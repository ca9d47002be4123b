//! Artifact identity: the opaque file handles rule logic trades in.
//!
//! Artifacts are interned by an [`ArtifactFactory`] and compared structurally
//! on `(path, root, owner)`; the analysis environment never constructs one
//! directly, it only asks the factory for one and remembers that it did.

use std::collections::HashMap;
use std::fmt;
use std::path::{Path, PathBuf};
use std::sync::{Arc, Mutex};

/// A root a path is relative to. `Source` artifacts live under the source
/// tree; derived roots are opaque handles minted by whatever owns the output
/// tree layout (out of scope here, per spec.md's Non-goals).
#[derive(Debug, Clone, Copy, PartialEq, Eq, Hash)]
pub enum Root {
    Source,
    Derived(u32),
}

/// Identity of the configured target that produced an artifact.
#[derive(Debug, Clone, PartialEq, Eq, Hash)]
pub struct ArtifactOwner(pub String);

impl fmt::Display for ArtifactOwner {
    fn fmt(&self, f: &mut fmt::Formatter<'_>) -> fmt::Result {
        f.write_str(&self.0)
    }
}

#[derive(Debug, PartialEq, Eq, Hash)]
struct ArtifactData {
    path: PathBuf,
    root: Root,
    owner: ArtifactOwner,
    is_source: bool,
}

/// Canonical identity of a file known to the build, source or derived.
///
/// Cloning an `Artifact` is cheap (it's `Arc`-backed); equality and hashing
/// are structural on the inner data, which is what lets two independently
/// produced handles to the "same" artifact compare equal.
#[derive(Debug, Clone, PartialEq, Eq, Hash)]
pub struct Artifact(Arc<ArtifactData>);

impl Artifact {
    fn new(path: PathBuf, root: Root, owner: ArtifactOwner, is_source: bool) -> Artifact {
        Artifact(Arc::new(ArtifactData { path, root, owner, is_source }))
    }

    pub fn root_relative_path(&self) -> &Path {
        &self.0.path
    }

    pub fn root(&self) -> Root {
        self.0.root
    }

    pub fn owner(&self) -> &ArtifactOwner {
        &self.0.owner
    }

    pub fn is_source(&self) -> bool {
        self.0.is_source
    }

    /// Execution path, used only in diagnostic output (spec.md's
    /// `a.exec-path`). For this slice that's just the root-relative path.
    pub fn exec_path(&self) -> &Path {
        &self.0.path
    }
}

/// External collaborator (C1): canonicalizes `(path, root, owner) ->
/// Artifact` identity. Real implementations live outside this crate's scope
/// (package/output-tree layout is a Non-goal); this module only pins the
/// contract and ships one reference implementation used by tests and by
/// small standalone tools that don't have a real factory to plug in.
pub trait ArtifactFactory: Send + Sync {
    fn derived_artifact(&self, path: &Path, root: Root, owner: &ArtifactOwner) -> Artifact;
    fn fileset_artifact(&self, path: &Path, root: Root, owner: &ArtifactOwner) -> Artifact;
    fn special_metadata_artifact(
        &self,
        path: &Path,
        root: Root,
        owner: &ArtifactOwner,
        force_constant_metadata: bool,
        force_digest: bool,
    ) -> Artifact;
    fn source_artifact(&self, path: &Path, owner: &ArtifactOwner) -> Artifact;
}

/// Reference [`ArtifactFactory`] that interns artifacts behind a mutex, the
/// same shape as the path -> package cache `PackageMap` keeps in the
/// teacher's build-plan code: a plain `Mutex<HashMap<..>>` guarding a
/// canonicalizing lookup, nothing fancier is needed since this is only ever
/// consulted through the narrow contract above.
#[derive(Default)]
pub struct InterningArtifactFactory {
    interned: Mutex<HashMap<(PathBuf, Root, ArtifactOwner, bool), Artifact>>,
}

impl InterningArtifactFactory {
    pub fn new() -> Self {
        Self::default()
    }

    fn intern(
        &self,
        path: &Path,
        root: Root,
        owner: &ArtifactOwner,
        is_source: bool,
        // special-metadata artifacts are deliberately excluded from the
        // intern table: spec.md says their provenance is managed
        // externally, so every call mints a fresh handle.
        track: bool,
    ) -> Artifact {
        if !track {
            return Artifact::new(path.to_path_buf(), root, owner.clone(), is_source);
        }
        let key = (path.to_path_buf(), root, owner.clone(), is_source);
        let mut interned = self.interned.lock().unwrap();
        interned
            .entry(key)
            .or_insert_with(|| Artifact::new(path.to_path_buf(), root, owner.clone(), is_source))
            .clone()
    }
}

impl ArtifactFactory for InterningArtifactFactory {
    fn derived_artifact(&self, path: &Path, root: Root, owner: &ArtifactOwner) -> Artifact {
        self.intern(path, root, owner, false, true)
    }

    fn fileset_artifact(&self, path: &Path, root: Root, owner: &ArtifactOwner) -> Artifact {
        self.intern(path, root, owner, false, true)
    }

    fn special_metadata_artifact(
        &self,
        path: &Path,
        root: Root,
        owner: &ArtifactOwner,
        _force_constant_metadata: bool,
        _force_digest: bool,
    ) -> Artifact {
        self.intern(path, root, owner, false, false)
    }

    fn source_artifact(&self, path: &Path, owner: &ArtifactOwner) -> Artifact {
        self.intern(path, Root::Source, owner, true, true)
    }
}
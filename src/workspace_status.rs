//! External collaborator (C3): the eager alternative to a Skyframe lookup
//! for build-info artifacts. When one of these is supplied at construction,
//! the analysis environment never has to ask Skyframe (and so can never be
//! told to restart) for the stable/volatile workspace-status artifacts.

use crate::artifact::Artifact;
use crate::skyframe::BuildInfoCollection;

pub trait WorkspaceStatusProvider: Send + Sync {
    /// The artifact holding stable workspace status (rarely changes across
    /// builds: workspace name, stable env vars, etc).
    fn stable_artifact(&self) -> Artifact;
    /// The artifact holding volatile workspace status (changelist, build
    /// timestamp, user, anything that makes two otherwise-identical builds
    /// produce different bytes when stamped).
    fn volatile_artifact(&self) -> Artifact;
    /// The pre-computed stamped/redacted artifact lists for `(key,
    /// configuration)`, used by `get-build-info(rule-context, key)` when an
    /// eager provider is wired up instead of Skyframe.
    fn build_info_collection(&self, key: &str, configuration: &str) -> BuildInfoCollection;
}
//! Recoverable error taxonomy for the option processor (spec.md §7).
//!
//! Contract violations (sealed-environment misuse, orphan artifacts) are
//! deliberately *not* represented here: spec.md §9 calls for loud,
//! unrecoverable failure for those, which we get by panicking with a fully
//! formatted message rather than returning a `Result` a caller could
//! swallow. Everything below is genuinely recoverable by the process
//! boundary in `main`, which matches each variant to an [`ExitCode`].

use std::path::PathBuf;

/// Exit codes from spec.md §6. The numeric values are the ones a Bazel-like
/// tool actually uses on its command line (`BAD_ARGV = 2`,
/// `INTERNAL_ERROR = 37`), kept here rather than invented so a caller
/// shelling out to inspect `$?` gets stable, meaningful numbers.
#[derive(Debug, Clone, Copy, PartialEq, Eq)]
pub enum ExitCode {
    BadArgv = 2,
    InternalError = 37,
}

#[derive(Debug, thiserror::Error)]
pub enum OptionsError {
    #[error("expected exactly one argument to --blazerc")]
    BlazercMissingArgument,

    #[error("'{path}' is not readable")]
    UnreadableBlazerc { path: PathBuf },

    #[error("malformed import directive in {file}: exactly one argument required")]
    BadImportArity { file: PathBuf },

    #[error("Import loop detected: {}", .cycle.join(" -> "))]
    ImportLoop { cycle: Vec<String> },

    #[error("could not read rc file {path}: {source}")]
    InternalIo {
        path: PathBuf,
        #[source]
        source: std::io::Error,
    },
}

impl OptionsError {
    pub fn exit_code(&self) -> ExitCode {
        match self {
            OptionsError::InternalIo { .. } => ExitCode::InternalError,
            OptionsError::BlazercMissingArgument
            | OptionsError::UnreadableBlazerc { .. }
            | OptionsError::BadImportArity { .. }
            | OptionsError::ImportLoop { .. } => ExitCode::BadArgv,
        }
    }
}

..........

Filter the lines above, keeping each one that contains the string "HashMap".

use std::collections::HashMap;
/// teacher's build-plan code: a plain `Mutex<HashMap<..>>` guarding a
    interned: Mutex<HashMap<(PathBuf, Root, ArtifactOwner, bool), Artifact>>,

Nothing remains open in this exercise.